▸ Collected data
//! Glue between the external collaborators and the classifier.
//!
//! Observed data: `IntensityData ─extract─▶ FeatureBundle ─▶ classify`.
//! Model hypotheses: `ModelHypothesis ─simulate─▶ IntensityData ─extract─▶ …`.
//!
//! Samples are processed in parallel; the first failure in sample order is
//! returned. Failures of a collaborator surface as
//! [`QpxError::Extraction`] / [`QpxError::Simulation`].

use qpx_core::{
    FeatureBundle, FeatureExtractor, FeatureSpec, IntensityData, ModelHypothesis, QpxError, QpxResult,
    QuerySpec, Simulator,
};
use rayon::prelude::*;
use tracing::{debug, instrument};

use crate::classifier::{ClassificationResult, Classifier};
use crate::metric::TopologyMetricSpec;

fn as_extraction_error(sample: usize, err: QpxError) -> QpxError {
    match err {
        QpxError::Extraction { .. } => err,
        other => QpxError::extraction(format!("sample {sample}: {other}")),
    }
}

fn as_simulation_error(hypothesis: &ModelHypothesis, err: QpxError) -> QpxError {
    match err {
        QpxError::Simulation { .. } => err,
        other => QpxError::simulation(format!("hypothesis `{}`: {other}", hypothesis.name)),
    }
}

/// Run `extractor` over every cube.
///
/// # Errors
///
/// [`QpxError::Extraction`] for the first failing cube.
#[instrument(skip_all, fields(extractor = extractor.name(), samples = data.len()))]
pub fn extract_batch<E>(extractor: &E, data: &[IntensityData], spec: &FeatureSpec) -> QpxResult<Vec<FeatureBundle>>
where
    E: FeatureExtractor + ?Sized,
{
    let bundles: QpxResult<Vec<FeatureBundle>> = data
        .par_iter()
        .enumerate()
        .map(|(i, cube)| extractor.extract(cube, spec).map_err(|e| as_extraction_error(i, e)))
        .collect();
    debug!("batch extracted");
    bundles
}

/// Simulate every hypothesis on `query` and extract its features.
///
/// # Errors
///
/// [`QpxError::Simulation`] or [`QpxError::Extraction`] for the first
/// failing hypothesis.
#[instrument(skip_all, fields(simulator = simulator.name(), hypotheses = hypotheses.len()))]
pub fn simulate_batch<S, E>(
    simulator: &S,
    extractor: &E,
    hypotheses: &[ModelHypothesis],
    query: &QuerySpec,
    spec: &FeatureSpec,
) -> QpxResult<Vec<FeatureBundle>>
where
    S: Simulator + ?Sized,
    E: FeatureExtractor + ?Sized,
{
    hypotheses
        .par_iter()
        .enumerate()
        .map(|(i, hypothesis)| {
            let cube = simulator.simulate(hypothesis, query).map_err(|e| as_simulation_error(hypothesis, e))?;
            extractor.extract(&cube, spec).map_err(|e| as_extraction_error(i, e))
        })
        .collect()
}

/// Extract features from observed cubes and classify them.
///
/// # Errors
///
/// Extraction errors, then everything [`Classifier::classify`] reports.
pub fn classify_observed<E>(
    classifier: &Classifier,
    extractor: &E,
    data: &[IntensityData],
    spec: &FeatureSpec,
    metric: &TopologyMetricSpec,
) -> QpxResult<ClassificationResult>
where
    E: FeatureExtractor + ?Sized,
{
    let features = extract_batch(extractor, data, spec)?;
    classifier.classify(&features, metric)
}

/// Simulate, extract and classify a set of model hypotheses.
///
/// # Errors
///
/// Simulation and extraction errors, then everything
/// [`Classifier::classify`] reports.
pub fn classify_hypotheses<S, E>(
    classifier: &Classifier,
    simulator: &S,
    extractor: &E,
    hypotheses: &[ModelHypothesis],
    query: &QuerySpec,
    spec: &FeatureSpec,
    metric: &TopologyMetricSpec,
) -> QpxResult<ClassificationResult>
where
    S: Simulator + ?Sized,
    E: FeatureExtractor + ?Sized,
{
    let features = simulate_batch(simulator, extractor, hypotheses, query, spec)?;
    classifier.classify(&features, metric)
}
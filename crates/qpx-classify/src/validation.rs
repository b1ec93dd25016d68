//! Fail-fast input validation.
//!
//! Every check here runs before any distance is computed, in a fixed order:
//!
//! 1. [`validate_batch`]: non-empty batch, registered keys of the right
//!    kind, identical key sets and vector lengths across the batch.
//! 2. [`validate_metric`]: every metric key registered and present, every
//!    `(kind, distance)` pair legal, every weight finite and non-negative.
//!    Never depends on the number of samples.
//! 3. [`validate_parameters`]: sample count and `k` / `nclusters` ranges.

use qpx_core::{FeatureBundle, InvariantGroup, InvariantRegistry, QpxError, QpxResult};
use std::collections::BTreeMap;
use tracing::debug;

use crate::distance::{DistanceKind, DistanceRegistry};
use crate::metric::TopologyMetricSpec;

/// Smallest batch that yields a non-degenerate kNN graph.
pub const MIN_SAMPLES: usize = 3;

/// Run all three validation stages.
///
/// # Errors
///
/// The first failure found, see the module docs for the order.
pub fn validate_all(
    features: &[FeatureBundle],
    metric: &TopologyMetricSpec,
    schema: &InvariantRegistry,
    distances: &DistanceRegistry,
    k: usize,
    nclusters: usize,
) -> QpxResult<()> {
    validate_batch(features, schema)?;
    validate_metric(metric, features, schema, distances)?;
    validate_parameters(features.len(), k, nclusters)?;
    debug!(samples = features.len(), k, nclusters, "input validated");
    Ok(())
}

// ---------------------------------------------------------------------------
// Batch consistency
// ---------------------------------------------------------------------------

/// Check that the batch is non-empty and structurally consistent.
///
/// # Errors
///
/// [`QpxError::EmptyInput`] for an empty batch,
/// [`QpxError::SchemaInconsistency`] naming the first offending sample
/// otherwise.
pub fn validate_batch(features: &[FeatureBundle], schema: &InvariantRegistry) -> QpxResult<()> {
    let first = features.first().ok_or(QpxError::EmptyInput)?;
    check_against_schema(0, "static", first.static_group(), schema)?;

    let mut dynamic_reference: Option<(usize, &InvariantGroup)> = None;
    for (i, bundle) in features.iter().enumerate() {
        check_same_shape(i, "static", first.static_group(), bundle.static_group())?;

        let Some(dynamic) = bundle.dynamic_group() else {
            continue;
        };
        match dynamic_reference {
            None => {
                check_against_schema(i, "dynamic", dynamic, schema)?;
                dynamic_reference = Some((i, dynamic));
            }
            Some((_, reference)) => check_same_shape(i, "dynamic", reference, dynamic)?,
        }
    }
    Ok(())
}

fn check_against_schema(
    sample: usize,
    group: &str,
    values: &InvariantGroup,
    schema: &InvariantRegistry,
) -> QpxResult<()> {
    for (key, value) in values {
        let registered = schema
            .kind_of(key)
            .ok_or_else(|| QpxError::schema(sample, format!("{group} invariant `{key}` is not registered")))?;
        if registered != value.kind() {
            return Err(QpxError::schema(
                sample,
                format!("{group} invariant `{key}` is registered as {registered} but holds a {}", value.kind()),
            ));
        }
        if !value.is_finite() {
            return Err(QpxError::schema(sample, format!("{group} invariant `{key}` contains non-finite values")));
        }
    }
    Ok(())
}

fn check_same_shape(
    sample: usize,
    group: &str,
    reference: &InvariantGroup,
    values: &InvariantGroup,
) -> QpxResult<()> {
    if let Some(missing) = reference.keys().find(|key| !values.contains_key(*key)) {
        return Err(QpxError::schema(sample, format!("missing {group} invariant `{missing}`")));
    }
    if let Some(extra) = values.keys().find(|key| !reference.contains_key(*key)) {
        return Err(QpxError::schema(sample, format!("unexpected {group} invariant `{extra}`")));
    }
    for (key, expected) in reference {
        let value = &values[key];
        if value.kind() != expected.kind() {
            return Err(QpxError::schema(
                sample,
                format!("{group} invariant `{key}` is a {} but the batch holds {}", value.kind(), expected.kind()),
            ));
        }
        if value.len() != expected.len() {
            return Err(QpxError::schema(
                sample,
                format!("{group} invariant `{key}` has length {}, expected {}", value.len(), expected.len()),
            ));
        }
        if !value.is_finite() {
            return Err(QpxError::schema(sample, format!("{group} invariant `{key}` contains non-finite values")));
        }
    }
    Ok(())
}

// ---------------------------------------------------------------------------
// Metric compatibility
// ---------------------------------------------------------------------------

/// Check the metric against the schema, the distance table and the batch.
///
/// Assumes [`validate_batch`] passed, so the first bundle (and the first
/// bundle with a dynamic group) stands for the whole batch.
///
/// # Errors
///
/// [`QpxError::MetricIncompatibility`] naming the offending invariant.
pub fn validate_metric(
    metric: &TopologyMetricSpec,
    features: &[FeatureBundle],
    schema: &InvariantRegistry,
    distances: &DistanceRegistry,
) -> QpxResult<()> {
    let static_reference = features.first().map(FeatureBundle::static_group);
    let dynamic_reference = features.iter().find_map(FeatureBundle::dynamic_group);

    check_declared(&metric.static_distances, "static", static_reference, schema, distances)?;
    check_declared(&metric.dynamic_distances, "dynamic", dynamic_reference, schema, distances)?;

    for (key, weight) in &metric.weights {
        if !weight.is_finite() || *weight < 0.0 {
            return Err(QpxError::metric(key, format!("weight {weight} must be finite and >= 0")));
        }
    }
    Ok(())
}

fn check_declared(
    declared: &BTreeMap<String, DistanceKind>,
    group: &str,
    reference: Option<&InvariantGroup>,
    schema: &InvariantRegistry,
    distances: &DistanceRegistry,
) -> QpxResult<()> {
    for (key, distance) in declared {
        let kind = schema
            .kind_of(key)
            .ok_or_else(|| QpxError::metric(key, "invariant is not registered"))?;
        if !distances.supports(kind, distance) {
            return Err(QpxError::metric(
                key,
                format!("distance `{distance}` cannot be applied to a {kind} invariant"),
            ));
        }
        if let Some(values) = reference {
            if !values.contains_key(key) {
                return Err(QpxError::metric(key, format!("invariant is absent from the {group} group")));
            }
        }
    }
    Ok(())
}

// ---------------------------------------------------------------------------
// Parameter ranges
// ---------------------------------------------------------------------------

/// Check `n >= 3`, `1 <= k <= n - 2` and `1 <= nclusters <= n`.
///
/// # Errors
///
/// [`DimensionError::OutOfRange`](qpx_core::DimensionError::OutOfRange)
/// for the first parameter outside its range.
pub fn validate_parameters(n: usize, k: usize, nclusters: usize) -> QpxResult<()> {
    if n < MIN_SAMPLES {
        return Err(QpxError::out_of_range("samples", n, MIN_SAMPLES, usize::MAX));
    }
    if k < 1 || k > n - 2 {
        return Err(QpxError::out_of_range("k", k, 1, n - 2));
    }
    if nclusters < 1 || nclusters > n {
        return Err(QpxError::out_of_range("nclusters", nclusters, 1, n));
    }
    Ok(())
}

▸ What needs to be done
Please find, in the entries above, every line where "offending" occurs, and copy it.

▸ Result
/// [`QpxError::SchemaInconsistency`] naming the first offending sample
/// [`QpxError::MetricIncompatibility`] naming the offending invariant.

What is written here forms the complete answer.